Religion and spirituality have long been deeply embedded in Kamakura’s terrain. Yato, a narrow valley tucked into Kamakura’s lush, mountainous landscape, also has a temple built into it.
But Hokokuji’s bamboo garden is a relatively fresh addition. It is said that the former chief priest maintained the grove but it only became a popular tourist destination after the Michelin Green Guide Japan, a guidebook issued by Michelin of France, gave the garden three stars in 2009. The bamboo garden, which takes around 10 minutes to view, used to welcome several thousand visitors a day before the novel coronavirus pandemic.
“In Kyoto, there is a temple in a bamboo grove,” said Ujihara. “But to have a bamboo garden in a temple, that’s rare.”
Bamboo, which stands back up after it’s been knocked down, also represents regeneration. As the seasons change and winter nears, many trees experience leaf loss, but Bamboo grows straight into the sky with lustrous green leaves.
Kamakura’s historic monuments might also have been breeding grounds for one of Japan’s most prolific authors: Yasunari Kawabata (1899-1972), a Nobel Prize-winner who lived in the Hokokuji Temple estate for several years.
In Kawabata’s representative work written in his later years, “Yama no oto” (The sound of the mountain), the protagonist is an elderly man living in a valley in Kamakura who frequently listens to the mountain winds late at night. To him the gusts sound like foreboding rumblings from deep within the earth delivering a recurring omen of his imminent death.
In addition to literary inspiration, Kamakura was also the site of an ancient battle during a period in the Japanese middle ages. At that time samurai were scattered throughout the country and many of them convened on Kamakura in an effort to take it over. On their victorious path, many died spilling their blood into the lands.
As I wandered throughout the bamboo garden, I wondered if Kawabata’s literary perspectives on old Japanese sorrow had been developed in the ancient city of Kamakura.

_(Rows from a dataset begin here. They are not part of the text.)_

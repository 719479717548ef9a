pub mod status;
pub mod sync;
pub mod verify;

use anyhow::Result;
use serde::Serialize;

use crate::sync::config::{SyncConfig, load_config};
use crate::sync::paths::{SyncPaths, resolve_game_dir, resolve_paths};
use crate::sync::reconcile::{SlotAction, SlotActionKind, SynthesisContext, SynthesisStatus};
use crate::sync::storage::FsStorage;
use crate::sync::system_data::resolve_game_title;

#[derive(Debug, Clone, Serialize)]
pub struct CommandReport {
    pub command: String,
    pub ok: bool,
    pub details: Vec<String>,
    pub issues: Vec<String>,
}

impl CommandReport {
    pub fn new(command: impl Into<String>) -> Self {
        Self {
            command: command.into(),
            ok: true,
            details: Vec::new(),
            issues: Vec::new(),
        }
    }

    pub fn detail(&mut self, text: impl Into<String>) {
        self.details.push(text.into());
    }

    pub fn issue(&mut self, text: impl Into<String>) {
        self.ok = false;
        self.issues.push(text.into());
    }
}

/// Resolved config, paths and storage for one command invocation.
#[derive(Debug, Clone)]
pub struct Workspace {
    pub config: SyncConfig,
    pub paths: SyncPaths,
    pub storage: FsStorage,
}

impl Workspace {
    pub fn open() -> Result<Self> {
        let game_dir = resolve_game_dir()?;
        let config = load_config(&game_dir)?;
        let paths = resolve_paths(&game_dir, &config);
        let storage = FsStorage::new(
            &paths.save_dir,
            &config.storage.extension,
            config.storage.max_savefiles,
        );
        Ok(Self {
            config,
            paths,
            storage,
        })
    }

    pub fn synthesis_context(&self) -> SynthesisContext {
        let title = resolve_game_title(
            self.config.game.title.as_deref(),
            &self.paths.system_data_file,
        );
        SynthesisContext::new(
            &self.config.storage.index_name,
            &title,
            self.config.party.max_battle_members,
        )
    }

    pub fn describe(&self, report: &mut CommandReport) {
        report.detail(format!("game_dir={}", self.paths.game_dir.display()));
        report.detail(format!("save_dir={}", self.paths.save_dir.display()));
        report.detail(format!("index_name={}", self.config.storage.index_name));
        report.detail(format!("max_savefiles={}", self.config.storage.max_savefiles));
    }
}

pub fn ensure_save_dir(report: &mut CommandReport, paths: &SyncPaths) -> bool {
    if paths.save_dir.is_dir() {
        return true;
    }

    report.issue(format!(
        "save dir does not exist: {} (set SAVE_SYNC_GAME_DIR or storage.save_dir)",
        paths.save_dir.display()
    ));
    false
}

pub fn describe_action(action: &SlotAction) -> String {
    match &action.kind {
        SlotActionKind::Removed => format!("slot {}: removed stale index entry", action.slot),
        SlotActionKind::Restored(SynthesisStatus::Restored) => {
            format!("slot {}: restored index entry", action.slot)
        }
        SlotActionKind::Restored(SynthesisStatus::Partial { failed_fields }) => format!(
            "slot {}: restored index entry with defaults for {}",
            action.slot,
            failed_fields.join(",")
        ),
        SlotActionKind::Restored(SynthesisStatus::Placeholder { reason }) => format!(
            "slot {}: restored placeholder index entry (save unreadable: {reason})",
            action.slot
        ),
    }
}

#[cfg(test)]
mod tests {
    use super::*;

    #[test]
    fn issue_marks_report_failed() {
        let mut report = CommandReport::new("verify");
        report.detail("slot 1: ok");
        assert!(report.ok);
        report.issue("slot 2 diverges");
        assert!(!report.ok);
        assert_eq!(report.issues, vec!["slot 2 diverges".to_string()]);
    }

    #[test]
    fn partial_restore_names_defaulted_fields() {
        let action = SlotAction {
            slot: 4,
            kind: SlotActionKind::Restored(SynthesisStatus::Partial {
                failed_fields: vec!["characters", "faces"],
            }),
        };
        assert_eq!(
            describe_action(&action),
            "slot 4: restored index entry with defaults for characters,faces"
        );
    }
}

I paused and looked at the bamboo.
Their green trunks thudded hollowly against each other.
■ Western-style gardens
The area around Hokokuji Temple is not solely a space for Japanese culture enthusiasts. The former residence of Marquis Kacho features a Western-style building and gardens that contrasts uniquely with the surrounding temples.

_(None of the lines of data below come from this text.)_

use thiserror::Error;

use crate::sync::payload::ActorId;

#[derive(Debug, Error)]
pub enum SaveSyncError {
    #[error("another reconciliation pass holds {0}")]
    Locked(String),
    #[error("config file invalid or unreadable: {0}")]
    InvalidConfig(String),
}

impl SaveSyncError {
    pub fn code(&self) -> SyncErrorCode {
        match self {
            Self::Locked(_) => SyncErrorCode::E001Locked,
            Self::InvalidConfig(_) => SyncErrorCode::E002ConfigInvalid,
        }
    }
}

/// Failure to pull one summary field out of a save payload.
#[derive(Debug, Clone, PartialEq, Eq, Error)]
pub enum ExtractError {
    #[error("payload has no `{0}` section")]
    MissingSection(&'static str),
    #[error("payload section `{section}` is malformed: {reason}")]
    MalformedSection {
        section: &'static str,
        reason: String,
    },
    #[error("actor {0} is not present in the actor table")]
    UnknownActor(ActorId),
    #[error("actor {actor} has no {kind} sprite assignment")]
    MissingSprite { actor: ActorId, kind: &'static str },
    #[error("system record has no usable frame count")]
    MissingFrameCount,
}

#[derive(Debug, Clone, Copy, PartialEq, Eq)]
pub enum SyncErrorCode {
    E001Locked,
    E002ConfigInvalid,
    E003IndexUnreadable,
    E004PayloadUnreadable,
    E005PartialExtraction,
}

impl SyncErrorCode {
    pub fn as_str(self) -> &'static str {
        match self {
            Self::E001Locked => "E001_LOCKED",
            Self::E002ConfigInvalid => "E002_CONFIG_INVALID",
            Self::E003IndexUnreadable => "E003_INDEX_UNREADABLE",
            Self::E004PayloadUnreadable => "E004_PAYLOAD_UNREADABLE",
            Self::E005PartialExtraction => "E005_PARTIAL_EXTRACTION",
        }
    }
}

Built in 1929 by Marquis Hironobu Kacho in a quaint French-style, the gardens are fragrant with winter roses.
Jomyoji Temple, a Kamakura gozan built in the 12th century, also has a Western-style building. Ishigama Garden Terrace boasts an English-style natural garden, is the former residence for a House of Peers member and was designed by a German builder in 1922. The temple repurchased the grounds in 1999, which included the land lease right, and former chief priest Takeshi Koga,79, decided to reuse the Western-style building.
“I couldn’t bear the destruction of such a precious building,” he said.
It was redeveloped as a restaurant the following year that serves handmade bread and food.
While Koga was on the lookout for a gardener, he met Nicholas Lenaghan, who said, “I want to create a place where people feel like they are in their own garden.” Lenaghan, 45, was born in Scotland and studied landscape architecture.
Koga agreed with Lenaghan’s approach. Instead of building a garden that only featured gorgeous flowers, Lenaghan took into consideration a plan that would strike a balance with the temple’s garden. He scattered plums and cherry blossoms, and planted herbs and Japanese wild grasses.
In time the revitalized garden blended into the natural beauty of the nearby mountain and the bamboo rising up from the ancient site and traditional culture of Kamakura.